I dont recall posting any links and probably will not.

I mentioned one journal.

I am not coming from a creationist perspective, i am not religious and mentioned that about three times now.
i deal with this sort of thing all the time.
it's best to remember one thing:
has any of your teachers ever let you get away with saying "well gee teach, it was MAGIC ! !"?
the same applies here.
 
I brought up conservative and transitional genes, in my last post, and would like to see how the evolutionary theory deals with this molecular effect.
 
And many microscopic changes in the DNA leads to different organisms, it's just a fact.
this might not be true.
different rates of evolution implies a structure related process, not an environmental one.
maybe only ONE "defect" need arise that just happens to be the catalyst for the change.
or, one "defect" that causes a misfolded protein which happens to be the catalyst.
no, different rates of evo is most certainly structurally related.
structurally as in molecular structure.
 
maybe only ONE "defect" need arise that just happens to be the catalyst for the change.
That's definitely true. Change just one gene in the HOX complex and you get new body segmentation for example. Want legs on a fruit fly's head? That's the place to make the change.

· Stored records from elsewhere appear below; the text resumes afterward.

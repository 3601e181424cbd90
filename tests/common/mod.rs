//! In-process mock ledger endpoints for integration tests

#![allow(dead_code)]

use axum::{extract::State, http::StatusCode, response::IntoResponse, routing::post, Json, Router};
use serde_json::{json, Value};
use std::sync::atomic::{AtomicUsize, Ordering};
use std::sync::Arc;
use std::time::Duration;
use tokio::net::TcpListener;

/// How a mock endpoint answers `account_info`
#[derive(Debug, Clone)]
pub enum Behavior {
    Funded { drops: u64, owner_count: u64, flags: u32 },
    NotFound,
    ServerError,
    Garbage,
    Slow(Duration),
}

pub struct MockLedger {
    pub url: String,
    hits: Arc<AtomicUsize>,
}

impl MockLedger {
    pub fn hits(&self) -> usize {
        self.hits.load(Ordering::SeqCst)
    }
}

struct MockState {
    behavior: Behavior,
    hits: Arc<AtomicUsize>,
}

async fn account_info(State(state): State<Arc<MockState>>, Json(body): Json<Value>) -> impl IntoResponse {
    state.hits.fetch_add(1, Ordering::SeqCst);
    assert_eq!(body["method"], "account_info");

    match &state.behavior {
        Behavior::Funded {
            drops,
            owner_count,
            flags,
        } => (
            StatusCode::OK,
            json!({
                "result": {
                    "status": "success",
                    "validated": true,
                    "account_data": {
                        "Account": body["params"][0]["account"],
                        "Balance": drops.to_string(),
                        "OwnerCount": owner_count,
                        "Flags": flags
                    }
                }
            })
            .to_string(),
        ),
        Behavior::NotFound => (
            StatusCode::OK,
            json!({"result": {"status": "error", "error": "actNotFound"}}).to_string(),
        ),
        Behavior::ServerError => (StatusCode::SERVICE_UNAVAILABLE, "overloaded".to_string()),
        Behavior::Garbage => (StatusCode::OK, "<html>not json</html>".to_string()),
        Behavior::Slow(delay) => {
            tokio::time::sleep(*delay).await;
            (StatusCode::OK, json!({"result": {"status": "error", "error": "actNotFound"}}).to_string())
        }
    }
}

/// Bind a mock endpoint on an ephemeral local port
pub async fn spawn_ledger(behavior: Behavior) -> MockLedger {
    let hits = Arc::new(AtomicUsize::new(0));
    let state = Arc::new(MockState {
        behavior,
        hits: hits.clone(),
    });
    let app = Router::new().route("/", post(account_info)).with_state(state);

    let listener = TcpListener::bind("127.0.0.1:0").await.unwrap();
    let addr = listener.local_addr().unwrap();
    tokio::spawn(async move {
        axum::serve(listener, app).await.unwrap();
    });

    MockLedger {
        url: format!("http://{}/", addr),
        hits,
    }
}

/// A URL nothing listens on
pub async fn dead_endpoint() -> String {
    let listener = TcpListener::bind("127.0.0.1:0").await.unwrap();
    let addr = listener.local_addr().unwrap();
    drop(listener);
    format!("http://{}/", addr)
}
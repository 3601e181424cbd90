//! PX Validator API Server
//!
//! Usage:
//!   cargo run --bin px_api
//!
//! Environment:
//!   PORT / PX_PORT      - Server port (default: 8080)
//!   PX_HOST             - Server host (default: 0.0.0.0)
//!   PX_LEDGER_ENDPOINTS - comma-separated ledger JSON-RPC URLs
//!   PX_RPC_TIMEOUT_SECS - per-endpoint timeout (default: 6)
//!   PX_METRICS_DIR      - metrics directory (default: .)
//!   RUST_LOG            - Log level (default: info)

use px_validator::api::{create_router, handlers::AppState};
use px_validator::utils::constants::{APP_NAME, APP_VERSION};
use px_validator::{ValidatorConfig, WalletValidator};
use std::sync::Arc;
use tokio::net::TcpListener;
use tracing::{info, warn};
use tracing_subscriber::{EnvFilter, FmtSubscriber};

#[tokio::main]
async fn main() -> eyre::Result<()> {
    FmtSubscriber::builder()
        .with_env_filter(EnvFilter::try_from_default_env().unwrap_or_else(|_| EnvFilter::new("info")))
        .with_target(false)
        .compact()
        .init();

    let config = ValidatorConfig::from_env();
    let addr = config.bind_addr()?;

    let validator = Arc::new(WalletValidator::new(&config)?);
    for (i, endpoint) in validator.ledger().endpoints().iter().enumerate() {
        info!("   #{} {}", i + 1, endpoint);
    }

    let state = Arc::new(AppState::new(validator.clone()));
    let app = create_router(state);

    info!("🚀 {} v{} starting on http://{}", APP_NAME, APP_VERSION, addr);
    info!("Endpoints:");
    info!("  POST /validate    - Ledger lookup + risk score");
    info!("  POST /export_iso  - ISO 20022 pain.001 export");
    info!("  GET  /metrics     - Usage metrics");
    info!("  GET  /healthz     - Health check");

    let listener = TcpListener::bind(addr).await?;

    let shutdown_signal = async {
        if let Err(e) = tokio::signal::ctrl_c().await {
            warn!("⚠️ Failed to install Ctrl+C handler: {}", e);
            std::future::pending::<()>().await;
        }
    };

    axum::serve(listener, app)
        .with_graceful_shutdown(shutdown_signal)
        .await?;

    info!("🛑 Shutdown signal received");
    match validator.metrics().summary() {
        Ok(summary) => info!(
            "   Total validations: {} (avg {:.1}ms, uptime {}s)",
            summary.total, summary.avg_response_ms, summary.uptime_sec
        ),
        Err(e) => warn!("   ⚠️ Metrics unavailable: {}", e),
    }

    Ok(())
}
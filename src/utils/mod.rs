//! Utils Module - Helper Functions & Shared Utilities
//!
//! Constants, input sanitization and the durable metrics store.

pub mod constants;
pub mod metrics;
pub mod sanitize;

pub use constants::*;
pub use metrics::*;
pub use sanitize::*;
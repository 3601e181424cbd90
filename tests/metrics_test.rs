//! Integration tests for the durable metrics store

use px_validator::utils::constants::{METRICS_FILE_NAME, UPTIME_FILE_NAME};
use px_validator::MetricsStore;
use serde_json::Value;
use std::fs;
use std::sync::Arc;
use std::thread;
use tempfile::TempDir;

fn read_file(dir: &TempDir) -> Value {
    let raw = fs::read_to_string(dir.path().join(METRICS_FILE_NAME)).unwrap();
    serde_json::from_str(&raw).unwrap()
}

#[test]
fn test_empty_store_summary() {
    let dir = TempDir::new().unwrap();
    let store = MetricsStore::open(dir.path()).unwrap();

    let summary = store.summary().unwrap();
    assert_eq!(summary.status, "online");
    assert_eq!(summary.total, 0);
    assert_eq!(summary.avg_response_ms, 0.0);
    assert!(summary.last.is_empty());
    assert!(summary.error.is_none());
}

#[test]
fn test_single_event() {
    let dir = TempDir::new().unwrap();
    let store = MetricsStore::open(dir.path()).unwrap();

    store.record_event(50, 100.0).unwrap();

    let summary = store.summary().unwrap();
    assert_eq!(summary.total, 1);
    assert_eq!(summary.total_validations, 1);
    assert!((summary.avg_response_ms - 100.0).abs() < 1e-9);
    assert!((summary.average_response_time - 0.1).abs() < 1e-9);
    assert_eq!(summary.last.len(), 1);
    assert_eq!(summary.last[0].score, 50);
}

#[test]
fn test_state_survives_restart() {
    let dir = TempDir::new().unwrap();
    {
        let store = MetricsStore::open(dir.path()).unwrap();
        store.record_event(10, 20.0).unwrap();
        store.record_event(30, 40.0).unwrap();
    }

    let reopened = MetricsStore::open(dir.path()).unwrap();
    let summary = reopened.summary().unwrap();
    assert_eq!(summary.total, 2);
    assert!((summary.avg_response_ms - 30.0).abs() < 1e-9);

    reopened.record_event(90, 90.0).unwrap();
    assert_eq!(reopened.summary().unwrap().total, 3);
}

#[test]
fn test_recent_window_is_bounded_and_ordered() {
    let dir = TempDir::new().unwrap();
    let store = MetricsStore::open(dir.path()).unwrap();

    for i in 0..150u32 {
        store.record_event((i % 100) as u8, 1.0).unwrap();
    }

    let window = store.recent_window().unwrap();
    assert_eq!(window.len(), 100);
    // Oldest kept event is #50
    assert_eq!(window[0].score, 50);
    assert_eq!(window[99].score, 49);
    assert!(window.windows(2).all(|w| w[0].ts <= w[1].ts));

    let summary = store.summary().unwrap();
    assert_eq!(summary.total, 150);
    let last: Vec<u8> = summary.last.iter().map(|s| s.score).collect();
    assert_eq!(last, vec![45, 46, 47, 48, 49]);
}

#[test]
fn test_legacy_list_is_upgraded_on_open() {
    let dir = TempDir::new().unwrap();
    let legacy = r#"[
        {"timestamp": 1700000000.0, "score": 10, "duration": 0.2},
        {"timestamp": 1700000001.0, "score": {"score": 20}, "duration": 0.2},
        {"timestamp": 1700000002.0, "score": 30, "duration": 0.2}
    ]"#;
    fs::write(dir.path().join(METRICS_FILE_NAME), legacy).unwrap();

    let store = MetricsStore::open(dir.path()).unwrap();

    let on_disk = read_file(&dir);
    assert_eq!(on_disk["version"], 2);
    assert_eq!(on_disk["total"], 3);
    assert!((on_disk["sum_duration_ms"].as_f64().unwrap() - 600.0).abs() < 1e-6);

    let summary = store.summary().unwrap();
    assert_eq!(summary.total, 3);
    assert!((summary.avg_response_ms - 200.0).abs() < 1e-6);
    let scores: Vec<u8> = summary.last.iter().map(|s| s.score).collect();
    assert_eq!(scores, vec![10, 20, 30]);
}

#[test]
fn test_legacy_list_with_string_numbers_keeps_history() {
    let dir = TempDir::new().unwrap();
    let legacy = r#"[
        {"timestamp": 1.0, "score": 10, "duration": "0.2"},
        {"timestamp": 2.0, "score": 20, "duration": 0.2}
    ]"#;
    fs::write(dir.path().join(METRICS_FILE_NAME), legacy).unwrap();

    let store = MetricsStore::open(dir.path()).unwrap();

    let summary = store.summary().unwrap();
    assert_eq!(summary.total, 2);
    assert!((summary.avg_response_ms - 200.0).abs() < 1e-6);
    assert_eq!(read_file(&dir)["version"], 2);
    assert!((read_file(&dir)["sum_duration_ms"].as_f64().unwrap() - 400.0).abs() < 1e-6);
}

#[test]
fn test_unwritable_metrics_file_surfaces_error() {
    let dir = TempDir::new().unwrap();
    let store = MetricsStore::open(dir.path()).unwrap();
    fs::create_dir(store.path()).unwrap();

    assert!(store.record_event(10, 5.0).is_err());
    assert!(store.summary().is_err());
}

#[test]
fn test_unversioned_object_is_upgraded_on_open() {
    let dir = TempDir::new().unwrap();
    fs::write(
        dir.path().join(METRICS_FILE_NAME),
        r#"{"total":2,"sum_duration":300.0,"recent":[{"ts":1.0,"score":5},{"ts":2.0,"score":6}]}"#,
    )
    .unwrap();

    let store = MetricsStore::open(dir.path()).unwrap();

    assert_eq!(read_file(&dir)["version"], 2);
    let summary = store.summary().unwrap();
    assert_eq!(summary.total, 2);
    assert!((summary.avg_response_ms - 150.0).abs() < 1e-9);
}

#[test]
fn test_corrupt_file_resets_to_baseline() {
    let dir = TempDir::new().unwrap();
    fs::write(dir.path().join(METRICS_FILE_NAME), "{ truncated").unwrap();

    let store = MetricsStore::open(dir.path()).unwrap();
    assert_eq!(store.summary().unwrap().total, 0);

    store.record_event(40, 12.0).unwrap();
    assert_eq!(store.summary().unwrap().total, 1);
    assert_eq!(read_file(&dir)["version"], 2);
}

#[test]
fn test_uptime_anchor_reused_across_reopen() {
    let dir = TempDir::new().unwrap();
    let first = MetricsStore::open(dir.path()).unwrap();
    let anchor = first.service_start_time();
    assert!(dir.path().join(UPTIME_FILE_NAME).exists());
    drop(first);

    let second = MetricsStore::open(dir.path()).unwrap();
    assert_eq!(second.service_start_time(), anchor);
}

#[test]
fn test_preexisting_uptime_anchor_drives_uptime() {
    let dir = TempDir::new().unwrap();
    let now = std::time::SystemTime::now()
        .duration_since(std::time::UNIX_EPOCH)
        .unwrap()
        .as_secs_f64();
    fs::write(dir.path().join(UPTIME_FILE_NAME), format!("{}", now - 3600.0)).unwrap();

    let store = MetricsStore::open(dir.path()).unwrap();
    let uptime = store.summary().unwrap().uptime_sec;
    assert!((3599..=3700).contains(&uptime), "uptime was {}", uptime);
}

#[test]
fn test_concurrent_writers_lose_nothing() {
    let dir = TempDir::new().unwrap();
    let store = Arc::new(MetricsStore::open(dir.path()).unwrap());

    let handles: Vec<_> = (0..8)
        .map(|t| {
            let store = store.clone();
            thread::spawn(move || {
                for i in 0..25 {
                    store.record_event(((t * 25 + i) % 100) as u8, 2.0).unwrap();
                }
            })
        })
        .collect();
    for handle in handles {
        handle.join().unwrap();
    }

    let summary = store.summary().unwrap();
    assert_eq!(summary.total, 200);
    assert!((summary.avg_response_ms - 2.0).abs() < 1e-9);
    assert_eq!(store.recent_window().unwrap().len(), 100);
}

#[test]
fn test_no_temp_files_left_behind() {
    let dir = TempDir::new().unwrap();
    let store = MetricsStore::open(dir.path()).unwrap();
    store.record_event(1, 1.0).unwrap();

    let leftovers: Vec<_> = fs::read_dir(dir.path())
        .unwrap()
        .filter_map(|e| e.ok())
        .filter(|e| e.file_name().to_string_lossy().ends_with(".tmp"))
        .collect();
    assert!(leftovers.is_empty());
}
//! Type definitions for the wallet validator
//! Core data structures shared by the ledger client, scorer and metrics store

use serde::{Deserialize, Serialize};

use crate::utils::constants::{DROPS_PER_XRP, XRP_DECIMALS};

/// Result of one ledger lookup attempt.
///
/// Constructed through [`AccountSnapshot::funded`], [`AccountSnapshot::unfunded`]
/// or [`AccountSnapshot::all_failed`] so an unfunded snapshot always carries
/// zeroed numeric fields. Read-only once built.
#[derive(Debug, Clone, PartialEq, Serialize)]
pub struct AccountSnapshot {
    /// Lookup reached a consistent answer (true for "not found" as well)
    pub(crate) ok: bool,
    /// Endpoint that produced the answer, empty if all failed
    pub(crate) api_used: String,
    pub(crate) funded: bool,
    pub(crate) balance_xrp: f64,
    pub(crate) balance_drops: u64,
    pub(crate) owner_count: u64,
    pub(crate) flags: u32,
}

impl AccountSnapshot {
    /// Existing account with ledger data
    pub fn funded(endpoint: impl Into<String>, balance_drops: u64, owner_count: u64, flags: u32) -> Self {
        Self {
            ok: true,
            api_used: endpoint.into(),
            funded: true,
            balance_xrp: drops_to_xrp(balance_drops),
            balance_drops,
            owner_count,
            flags,
        }
    }

    /// Ledger answered: no such funded account
    pub fn unfunded(endpoint: impl Into<String>) -> Self {
        Self {
            ok: true,
            api_used: endpoint.into(),
            ..Self::all_failed()
        }
    }

    /// Every endpoint failed
    pub fn all_failed() -> Self {
        Self {
            ok: false,
            api_used: String::new(),
            funded: false,
            balance_xrp: 0.0,
            balance_drops: 0,
            owner_count: 0,
            flags: 0,
        }
    }

    pub fn is_ok(&self) -> bool {
        self.ok
    }

    pub fn is_funded(&self) -> bool {
        self.funded
    }

    pub fn api_used(&self) -> &str {
        &self.api_used
    }

    pub fn balance_xrp(&self) -> f64 {
        self.balance_xrp
    }

    pub fn balance_drops(&self) -> u64 {
        self.balance_drops
    }

    pub fn owner_count(&self) -> u64 {
        self.owner_count
    }

    pub fn flags(&self) -> u32 {
        self.flags
    }
}

/// Convert drops to XRP, rounded to 6 decimals
pub fn drops_to_xrp(drops: u64) -> f64 {
    let scale = 10f64.powi(XRP_DECIMALS);
    ((drops as f64 / DROPS_PER_XRP) * scale).round() / scale
}

/// Risk level classification
#[derive(Debug, Clone, Copy, PartialEq, Eq, Serialize, Deserialize)]
pub enum RiskLevel {
    #[serde(rename = "Low Risk")]
    Low,
    #[serde(rename = "Medium Risk")]
    Medium,
    #[serde(rename = "High Risk")]
    High,
}

impl RiskLevel {
    /// ≤20 Low, ≤60 Medium, else High
    pub fn from_score(score: u8) -> Self {
        match score {
            0..=20 => RiskLevel::Low,
            21..=60 => RiskLevel::Medium,
            _ => RiskLevel::High,
        }
    }

    pub fn as_str(&self) -> &'static str {
        match self {
            RiskLevel::Low => "Low Risk",
            RiskLevel::Medium => "Medium Risk",
            RiskLevel::High => "High Risk",
        }
    }

    pub fn emoji(&self) -> &'static str {
        match self {
            RiskLevel::Low => "✅",
            RiskLevel::Medium => "🟠",
            RiskLevel::High => "🔴",
        }
    }
}

/// Advisory risk classification derived from one snapshot
#[derive(Debug, Clone, PartialEq, Serialize, Deserialize)]
pub struct RiskAssessment {
    /// Clamped score (0-100)
    pub score: u8,
    pub level: RiskLevel,
    /// Triggered rules, in evaluation order
    pub reasons: Vec<String>,
    /// Ruleset tag
    pub model: String,
}

/// One entry of the recent-history window. Never carries the address.
#[derive(Debug, Clone, PartialEq, Serialize, Deserialize)]
pub struct RecentEvent {
    /// Unix seconds
    pub ts: f64,
    pub score: u8,
    /// Duration of the validation (ms)
    #[serde(default)]
    pub dur: f64,
}

/// Public view of a recent event (timestamp + score only)
#[derive(Debug, Clone, PartialEq, Serialize, Deserialize)]
pub struct RecentScore {
    pub ts: f64,
    pub score: u8,
}

impl From<&RecentEvent> for RecentScore {
    fn from(event: &RecentEvent) -> Self {
        Self {
            ts: event.ts,
            score: event.score,
        }
    }
}

/// Metrics snapshot returned by the aggregator
#[derive(Debug, Clone, PartialEq, Serialize, Deserialize)]
pub struct MetricsSummary {
    pub status: String,
    pub uptime_sec: u64,
    pub total: u64,
    pub avg_response_ms: f64,
    pub last: Vec<RecentScore>,
    /// Backward-compatible alias of `total`
    pub total_validations: u64,
    /// Backward-compatible average, in seconds
    pub average_response_time: f64,
    #[serde(skip_serializing_if = "Option::is_none")]
    pub error: Option<String>,
}

impl MetricsSummary {
    /// Zeroed summary used when the store cannot be read at all
    pub fn unavailable(error: impl Into<String>) -> Self {
        Self {
            status: "online".to_string(),
            uptime_sec: 0,
            total: 0,
            avg_response_ms: 0.0,
            last: Vec::new(),
            total_validations: 0,
            average_response_time: 0.0,
            error: Some(error.into()),
        }
    }
}

/// Real-world-asset check placeholder
#[derive(Debug, Clone, PartialEq, Serialize, Deserialize)]
pub struct RwaStatus {
    pub status: String,
}

impl RwaStatus {
    pub fn in_development() -> Self {
        Self {
            status: "in-development".to_string(),
        }
    }
}

/// Full answer for one validated wallet
#[derive(Debug, Clone, Serialize)]
pub struct ValidationReport {
    pub wallet: String,
    pub xrpl: AccountSnapshot,
    pub risk_score: RiskAssessment,
    pub rwa_status: RwaStatus,
}

impl ValidationReport {
    pub fn summary(&self) -> String {
        format!(
            "{} {} | Score: {} | Funded: {} | Balance: {:.6} XRP | Endpoint: {}",
            self.risk_score.level.emoji(),
            self.risk_score.level.as_str(),
            self.risk_score.score,
            self.xrpl.funded,
            self.xrpl.balance_xrp,
            if self.xrpl.api_used.is_empty() { "-" } else { &self.xrpl.api_used },
        )
    }
}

no, different rates of evo is most certainly structurally related.
structurally as in molecular structure.
Also true. The molecular structure of DNA determines the organism's genotype and subsequently its genotype.
 
something just keeps hanging in my craw about all of this:
life and the universe, both will defy adequate description.
but will they forever?

i believe they have some complete DNA sequences from plants/ animals.
doesn't it seem just a matter of time?
the same was said after miller-urey too.
could we really be dealing with quantuum physics and the transdimensional?
 
You assume that to be true, but it's false. Nuclear decay rates are highly stable and unaffected by any of that.
Those have no effect, and if they did, science would be the first to explain it. This strikes me as a naive view coupled with a cynical opinion of science.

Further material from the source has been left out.